DATASET EXTRACT Block Start

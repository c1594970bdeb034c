//! Header, welcome view, agent panel, chat input and status line

use ratatui::buffer::Buffer;
use ratatui::layout::Rect;
use ratatui::style::Modifier;
use ratatui::widgets::Widget;
use unicode_width::{UnicodeWidthChar, UnicodeWidthStr};

use agent_core::{AppConfig, SessionState, ThemePreference};

use crate::theme::Palette;

/// Keep the tail of `text` that fits in `width` columns
pub fn tail_to_width(text: &str, width: usize) -> &str {
    if text.width() <= width {
        return text;
    }
    let mut used = 0;
    for (idx, ch) in text.char_indices().rev() {
        used += ch.width().unwrap_or(0);
        if used > width {
            return &text[idx + ch.len_utf8()..];
        }
    }
    text
}

fn centered(buf: &mut Buffer, area: Rect, y: u16, text: &str, style: ratatui::style::Style) {
    if y >= area.y + area.height {
        return;
    }
    let width = (text.width() as u16).min(area.width);
    let x = area.x + (area.width - width) / 2;
    buf.set_stringn(x, y, text, area.width as usize, style);
}

/// Company name and description
pub struct Header<'a> {
    config: &'a AppConfig,
    palette: &'a Palette,
}

impl<'a> Header<'a> {
    pub fn new(config: &'a AppConfig, palette: &'a Palette) -> Self {
        Self { config, palette }
    }
}

impl Widget for Header<'_> {
    fn render(self, area: Rect, buf: &mut Buffer) {
        if area.height == 0 {
            return;
        }
        let (end, _) = buf.set_stringn(
            area.x + 1,
            area.y,
            &self.config.company_name,
            area.width.saturating_sub(1) as usize,
            self.palette.accent(),
        );
        let remaining = (area.x + area.width).saturating_sub(end + 3);
        if remaining > 0 {
            buf.set_stringn(
                end + 3,
                area.y,
                &self.config.page_description,
                remaining as usize,
                self.palette.dim(),
            );
        }
    }
}

/// Shown while no session is running
pub struct Welcome<'a> {
    config: &'a AppConfig,
    palette: &'a Palette,
}

impl<'a> Welcome<'a> {
    pub fn new(config: &'a AppConfig, palette: &'a Palette) -> Self {
        Self { config, palette }
    }
}

impl Widget for Welcome<'_> {
    fn render(self, area: Rect, buf: &mut Buffer) {
        let mid = area.y + area.height / 2;
        centered(
            buf,
            area,
            mid.saturating_sub(2),
            &self.config.page_title,
            self.palette.base().add_modifier(Modifier::BOLD),
        );
        centered(
            buf,
            area,
            mid.saturating_sub(1),
            &self.config.page_description,
            self.palette.dim(),
        );
        let start = format!(
            "[ {} ]  press Enter",
            self.config.start_button_text.to_uppercase()
        );
        centered(buf, area, mid + 1, &start, self.palette.accent());
    }
}

/// Session view while the transcript is hidden
pub struct AgentPanel<'a> {
    state: SessionState,
    agent_available: bool,
    hint: Option<&'a str>,
    palette: &'a Palette,
}

impl<'a> AgentPanel<'a> {
    pub fn new(state: SessionState, agent_available: bool, palette: &'a Palette) -> Self {
        Self {
            state,
            agent_available,
            hint: None,
            palette,
        }
    }

    pub fn hint(mut self, hint: Option<&'a str>) -> Self {
        self.hint = hint;
        self
    }

    fn headline(&self) -> &'static str {
        match self.state {
            SessionState::Connecting => "Connecting...",
            SessionState::Connected if self.agent_available => "(o) Agent is here",
            SessionState::Connected => "Waiting for the agent to join...",
            SessionState::Disconnecting => "Ending call...",
            SessionState::Disconnected => "Call ended",
        }
    }
}

impl Widget for AgentPanel<'_> {
    fn render(self, area: Rect, buf: &mut Buffer) {
        let mid = area.y + area.height / 2;
        let style = if self.agent_available {
            self.palette.accent()
        } else {
            self.palette.base()
        };
        centered(buf, area, mid.saturating_sub(1), self.headline(), style);
        if let Some(hint) = self.hint {
            centered(
                buf,
                area,
                mid + 1,
                hint,
                self.palette.dim().add_modifier(Modifier::ITALIC),
            );
        }
    }
}

/// Single-line chat input
pub struct ChatInput<'a> {
    buffer: &'a str,
    focused: bool,
    palette: &'a Palette,
}

impl<'a> ChatInput<'a> {
    pub fn new(buffer: &'a str, focused: bool, palette: &'a Palette) -> Self {
        Self {
            buffer,
            focused,
            palette,
        }
    }
}

impl Widget for ChatInput<'_> {
    fn render(self, area: Rect, buf: &mut Buffer) {
        if area.height == 0 || area.width < 4 {
            return;
        }
        let (prompt, style) = if self.focused {
            ("> ", self.palette.base())
        } else {
            ("  ", self.palette.dim())
        };
        let available = (area.width as usize).saturating_sub(prompt.len() + 2);
        let cursor = if self.focused { "_" } else { "" };
        let shown = if self.focused || !self.buffer.is_empty() {
            format!("{prompt}{}{cursor}", tail_to_width(self.buffer, available))
        } else {
            "  Type something... (i)".to_string()
        };
        buf.set_stringn(area.x + 1, area.y, &shown, area.width as usize - 1, style);
    }
}

/// Bottom status line
pub struct StatusLine<'a> {
    state: SessionState,
    theme: ThemePreference,
    agent_available: bool,
    rows_below: usize,
    offline: bool,
    palette: &'a Palette,
}

impl<'a> StatusLine<'a> {
    pub fn new(state: SessionState, theme: ThemePreference, palette: &'a Palette) -> Self {
        Self {
            state,
            theme,
            agent_available: false,
            rows_below: 0,
            offline: false,
            palette,
        }
    }

    pub fn agent_available(mut self, available: bool) -> Self {
        self.agent_available = available;
        self
    }

    pub fn rows_below(mut self, rows: usize) -> Self {
        self.rows_below = rows;
        self
    }

    /// Mark the session as running against the local loopback room
    pub fn offline(mut self, offline: bool) -> Self {
        self.offline = offline;
        self
    }

    /// Status text
    pub fn text(&self) -> String {
        let mut status = if self.offline {
            format!(" [offline loopback] {}", self.state.label())
        } else {
            format!(" {}", self.state.label())
        };
        if self.state == SessionState::Connected {
            status.push_str(if self.agent_available {
                " | agent present"
            } else {
                " | waiting for agent"
            });
        }
        if self.rows_below > 0 {
            status.push_str(&format!(" | {} more below (Ctrl+End)", self.rows_below));
        }
        status.push_str(&format!(" | theme: {} (d) | q quit", self.theme));
        status
    }
}

impl Widget for StatusLine<'_> {
    fn render(self, area: Rect, buf: &mut Buffer) {
        if area.height == 0 {
            return;
        }
        let style = match self.state {
            SessionState::Connecting | SessionState::Disconnecting => self.palette.accent(),
            _ => self.palette.dim(),
        };
        buf.set_stringn(area.x, area.y, self.text(), area.width as usize, style);
    }
}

DATASET EXTRACT Block End

- TASK OBJECTIVE -
Within the records, how many lines include "headline"? The answer is the number and nothing else.

- ANSWER BOX -
2